Last year, around 1,000 people attended the Anti-Columbus Day tour, which took place inside the museum’s galleries. Activists staged interventions arguing that the institution perpetuates outdated ethnographic curatorial practices by collecting and displaying African and Indigenous artefacts and remains in a way that denigrates non-white and non-Western peoples. In March, AMNH attempted to address its critics by updating a historic diorama of Dutch settlers and Lenape people to include ten large labels summarising various issues with the display. The change did not impress activists.
“After three years of protest, it seemed like a token gesture,” says Amin Hussein, an organiser with Decolonize This Place. “The museum annotated a diorama while it’s still sitting on the skulls of indigenous people.”
On the heels of their successful push for the removal of Warren Kanders from the Whitney Museum’s board of trustees, Decolonize This Place gathered a coalition of over 15 grassroots organisations to attend this year’s Anti-Columbus Day movement.

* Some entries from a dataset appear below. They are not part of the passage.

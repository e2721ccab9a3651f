//! Application state and shared resources.

use std::path::PathBuf;

use grid_loader::GridLoader;
use scene::SceneBuilder;
use storage::AssetStore;

use crate::config::AppConfig;
use crate::display::DisplayStatus;
use crate::session::SessionStore;

/// Shared application state.
pub struct AppState {
    pub config: AppConfig,
    pub grids: GridLoader,
    pub scenes: SceneBuilder,
    pub assets: AssetStore,
    pub sessions: SessionStore,
    pub display: DisplayStatus,
}

impl AppState {
    /// Build state from configuration; raster paths are resolved against
    /// `assets_dir`.
    pub fn new(mut config: AppConfig, assets_dir: impl Into<PathBuf>, display: DisplayStatus) -> Self {
        let assets_dir = assets_dir.into();
        config.resolve_paths(&assets_dir);

        Self {
            grids: GridLoader::new(config.loader.clone()),
            scenes: SceneBuilder::new(config.style.clone()),
            assets: AssetStore::new(assets_dir),
            sessions: SessionStore::with_config(config.sessions.clone()),
            display,
            config,
        }
    }
}
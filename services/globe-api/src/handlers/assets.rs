//! Static page assets.

use axum::{extract::Extension, http::header, response::IntoResponse};
use std::sync::Arc;
use tracing::instrument;

use super::ApiResult;
use crate::state::AppState;

pub const STYLESHEET: &str = "style.css";
pub const INFO_FRAGMENT: &str = "info.html";

/// GET /assets/style.css - Page stylesheet
#[instrument(skip(state))]
pub async fn stylesheet_handler(Extension(state): Extension<Arc<AppState>>) -> ApiResult<impl IntoResponse> {
    let css = state.assets.get(STYLESHEET).await?;
    Ok(([(header::CONTENT_TYPE, "text/css; charset=utf-8")], css.to_string()))
}

/// GET /assets/info.html - Informational fragment
#[instrument(skip(state))]
pub async fn info_handler(Extension(state): Extension<Arc<AppState>>) -> ApiResult<impl IntoResponse> {
    let html = state.assets.get(INFO_FRAGMENT).await?;
    Ok(([(header::CONTENT_TYPE, "text/html; charset=utf-8")], html.to_string()))
}
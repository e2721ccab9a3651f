//! Orthographic raster previews of a globe panel.
//!
//! Each pixel inside the globe disc is traced back to a lon/lat on the unit
//! sphere; the visible layers are then composited back to front (base color,
//! data surface, graticule).

use globe_common::{Color, GradientConfig, Grid, LineStyle};
use rayon::prelude::*;

use crate::graticule::Graticule;
use crate::mesh::xyz_to_lonlat;

/// Fraction of the shorter image side covered by the globe's diameter
const DISC_FILL: f64 = 0.9;

/// Camera view direction and up vector, both in world space.
#[derive(Debug, Clone, Copy, PartialEq)]
pub struct ViewBasis {
    /// Unit vector from the camera toward the focal point
    pub forward: [f64; 3],
    /// Unit vector pointing up on screen
    pub up: [f64; 3],
}

/// Grid and color scale for the data surface.
pub struct DataOverlay<'a> {
    pub grid: &'a Grid,
    pub colormap: &'a GradientConfig,
}

/// Graticule lines and how to stroke them.
pub struct GraticuleOverlay<'a> {
    pub graticule: &'a Graticule,
    pub style: LineStyle,
}

/// Everything needed to draw one preview.
pub struct PreviewRequest<'a> {
    pub width: usize,
    pub height: usize,
    pub background: Color,
    pub view: ViewBasis,
    /// Flat color standing in for the base imagery; `None` when hidden
    pub base: Option<Color>,
    pub data: Option<DataOverlay<'a>>,
    pub graticule: Option<GraticuleOverlay<'a>>,
}

/// Render a preview as RGBA pixels (4 bytes per pixel, row-major).
pub fn render_preview(request: &PreviewRequest<'_>) -> Vec<u8> {
    let (width, height) = (request.width, request.height);
    let mut pixels = vec![0u8; width * height * 4];
    if width == 0 || height == 0 {
        return pixels;
    }

    let view = &request.view;
    let right = normalize(cross(view.forward, view.up));
    let up = normalize(cross(right, view.forward));
    let toward_eye = [-view.forward[0], -view.forward[1], -view.forward[2]];

    let radius_px = DISC_FILL * width.min(height) as f64 / 2.0;
    let (cx, cy) = (width as f64 / 2.0, height as f64 / 2.0);
    // Pixel footprint in degrees at the disc center, used for line width
    let deg_per_px = (1.0 / radius_px).to_degrees();

    pixels
        .par_chunks_mut(width * 4)
        .enumerate()
        .for_each(|(py, row)| {
            for px in 0..width {
                let u = (px as f64 + 0.5 - cx) / radius_px;
                let v = (cy - (py as f64 + 0.5)) / radius_px;
                let rr = u * u + v * v;

                let color = if rr > 1.0 {
                    request.background
                } else {
                    let w = (1.0 - rr).sqrt();
                    let p = [
                        u * right[0] + v * up[0] + w * toward_eye[0],
                        u * right[1] + v * up[1] + w * toward_eye[1],
                        u * right[2] + v * up[2] + w * toward_eye[2],
                    ];
                    let (lon, lat) = xyz_to_lonlat(p);
                    shade(request, lon, lat, deg_per_px)
                };

                row[px * 4..px * 4 + 4].copy_from_slice(&color.to_array());
            }
        });

    pixels
}

fn shade(request: &PreviewRequest<'_>, lon: f64, lat: f64, deg_per_px: f64) -> Color {
    let mut color = request.background;

    if let Some(base) = request.base {
        color = over(base, color);
    }

    if let Some(data) = &request.data {
        if let Some(value) = sample_nearest(data.grid, lon, lat) {
            color = over(data.colormap.color_for(Some(value as f64)), color);
        }
    }

    if let Some(overlay) = &request.graticule {
        let half_width = (overlay.style.line_width as f64 * deg_per_px / 2.0).max(deg_per_px / 2.0);
        if overlay.graticule.distance_deg(lon, lat) <= half_width {
            let stroke = overlay.style.color.with_opacity(overlay.style.opacity);
            color = over(stroke, color);
        }
    }

    color
}

/// Value of the grid node nearest to `(lon, lat)`, or `None` when the point
/// falls outside the grid or the node is masked.
pub fn sample_nearest(grid: &Grid, lon: f64, lat: f64) -> Option<f32> {
    let col = [lon, lon + 360.0, lon - 360.0]
        .into_iter()
        .find_map(|l| axis_index(grid.x(), l))?;
    let row = axis_index(grid.y(), lat)?;
    grid.values().get(row, col)
}

/// Nearest index on a regular axis, if `v` lies within half a step of it.
fn axis_index(axis: &[f64], v: f64) -> Option<usize> {
    let first = *axis.first()?;
    if axis.len() == 1 {
        return None;
    }
    let step = axis[1] - first;
    let idx = ((v - first) / step).round();
    if idx < 0.0 || idx >= axis.len() as f64 {
        return None;
    }
    Some(idx as usize)
}

/// Source-over compositing of `top` onto `bottom`.
fn over(top: Color, bottom: Color) -> Color {
    match top.a {
        0 => bottom,
        255 => top,
        _ => {
            let t = top.a as f64 / 255.0;
            let mix = |a: u8, b: u8| (a as f64 * t + b as f64 * (1.0 - t)).round() as u8;
            let a = (top.a as f64 + bottom.a as f64 * (1.0 - t)).round().min(255.0) as u8;
            Color::new(mix(top.r, bottom.r), mix(top.g, bottom.g), mix(top.b, bottom.b), a)
        }
    }
}

fn cross(a: [f64; 3], b: [f64; 3]) -> [f64; 3] {
    [
        a[1] * b[2] - a[2] * b[1],
        a[2] * b[0] - a[0] * b[2],
        a[0] * b[1] - a[1] * b[0],
    ]
}

fn normalize(v: [f64; 3]) -> [f64; 3] {
    let n = (v[0] * v[0] + v[1] * v[1] + v[2] * v[2]).sqrt();
    if n == 0.0 {
        return v;
    }
    [v[0] / n, v[1] / n, v[2] / n]
}

#[cfg(test)]
mod tests {
    use super::*;
    use crate::colormap;
    use globe_common::MaskedArray;

    const XZ_VIEW: ViewBasis = ViewBasis {
        forward: [0.0, 1.0, 0.0],
        up: [0.0, 0.0, 1.0],
    };

    fn pixel(pixels: &[u8], width: usize, x: usize, y: usize) -> [u8; 4] {
        let i = (y * width + x) * 4;
        [pixels[i], pixels[i + 1], pixels[i + 2], pixels[i + 3]]
    }

    fn request<'a>() -> PreviewRequest<'a> {
        PreviewRequest {
            width: 40,
            height: 20,
            background: Color::rgb(14, 17, 23),
            view: XZ_VIEW,
            base: Some(Color::rgb(20, 60, 120)),
            data: None,
            graticule: None,
        }
    }

    #[test]
    fn test_corners_are_background() {
        let pixels = render_preview(&request());
        assert_eq!(pixels.len(), 40 * 20 * 4);
        assert_eq!(pixel(&pixels, 40, 0, 0), [14, 17, 23, 255]);
    }

    #[test]
    fn test_center_shows_base() {
        let pixels = render_preview(&request());
        assert_eq!(pixel(&pixels, 40, 20, 10), [20, 60, 120, 255]);
    }

    #[test]
    fn test_hidden_base_shows_background() {
        let req = PreviewRequest {
            base: None,
            ..request()
        };
        let pixels = render_preview(&req);
        assert_eq!(pixel(&pixels, 40, 20, 10), [14, 17, 23, 255]);
    }

    #[test]
    fn test_data_covers_view_center() {
        // The xz view looks at longitude -90 on the equator
        let x: Vec<f64> = (0..21).map(|i| -100.0 + i as f64).collect();
        let y: Vec<f64> = (0..21).map(|i| 10.0 - i as f64).collect();
        let values = MaskedArray::new(21, 21, vec![0.0; 441], vec![false; 441]).unwrap();
        let grid = Grid::new(x, y, values, "T").unwrap();
        let cmap = colormap::temperature();

        let req = PreviewRequest {
            data: Some(DataOverlay {
                grid: &grid,
                colormap: &cmap,
            }),
            ..request()
        };
        let pixels = render_preview(&req);
        assert_eq!(pixel(&pixels, 40, 20, 10), [221, 221, 221, 255]);
    }

    #[test]
    fn test_sample_nearest_wraps_longitude() {
        let x: Vec<f64> = (0..4).map(|i| 180.0 + i as f64).collect();
        let values = MaskedArray::new(2, 4, (0..8).map(|v| v as f32).collect(), vec![false; 8])
            .unwrap();
        let grid = Grid::new(x, vec![1.0, 0.0], values, "T").unwrap();
        assert_eq!(sample_nearest(&grid, -178.0, 0.0), Some(6.0));
        assert_eq!(sample_nearest(&grid, 0.0, 0.0), None);
        assert_eq!(sample_nearest(&grid, 181.0, 5.0), None);
    }

    #[test]
    fn test_over_blends_partial_alpha() {
        let c = over(Color::new(255, 0, 0, 102), Color::rgb(0, 0, 0));
        assert_eq!(c.r, 102);
        assert_eq!(c.a, 255);
    }
}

They included protesters calling for the abolition of prisons, and on Friday, Decolonize This Place will join the New Sanctuary Coalition and Freedom to Thrive in a protest outside the Museum of Modern Art’s opening party to demand that the institution divest its pension fund from private prisons.
After leaving the natural history museum, demonstrators weaved through Central Park, which was once the site of Seneca Village, the city’s first settlement of free African America landowners before it was razed in 1857 for the park’s reconstruction. And for centuries before that, the land belonged to the indigenous Lenape people who occupied much of Manhattan. The park’s history was used as an example of the legacy of gentrification and rezoning imposed on the city’s Black residents. Other stops on the tour included the Egyptian obelisk popularly known as Cleopatra’s Needle, where organisers discussed settler colonialism and looting. As the quick lecture started, activists held a protest banner aloft: “They want the art. Not the people.”
The protesters final destination was the Metropolitan Museum of Art, where they took their place on the front steps. Two elderly onlookers were somewhat confused by the procession and found themselves at odds with each other. “I wish them all the best, and it’s wonderful that they are exercising their right to free speech,” the woman said. “I wish they’d get the fuck off Manhattan,” her husband retorted. A Black man passing by the protests with his children had a different angle. “This is how they show the world that they’re important,” he told the kids, explaining what it means to hold demonstrations in the US.
Another child spoke during the protest about the more positive aspects of the day. With four other young people, she was part of a musical performance commemorating violence in Ecuador between Indigenous protesters and the state. She was thinking about her ancestors, she told the audience: “It’s not about how beautiful the music may sound, but the legacy they left for us.”
The Anti-Columbus Day tour finished with a stinging critique of the Met and other encyclopaedic institutions that commission contemporary artists of colour to decorate their façades while exhibiting the remains of their ancestors inside. “Capitalism looks better when the faces look like us,” the speaker said, criticising Wangechi Mutu for creating sculptures for the Met’s façade. “Skinfolk are not kinfolk.”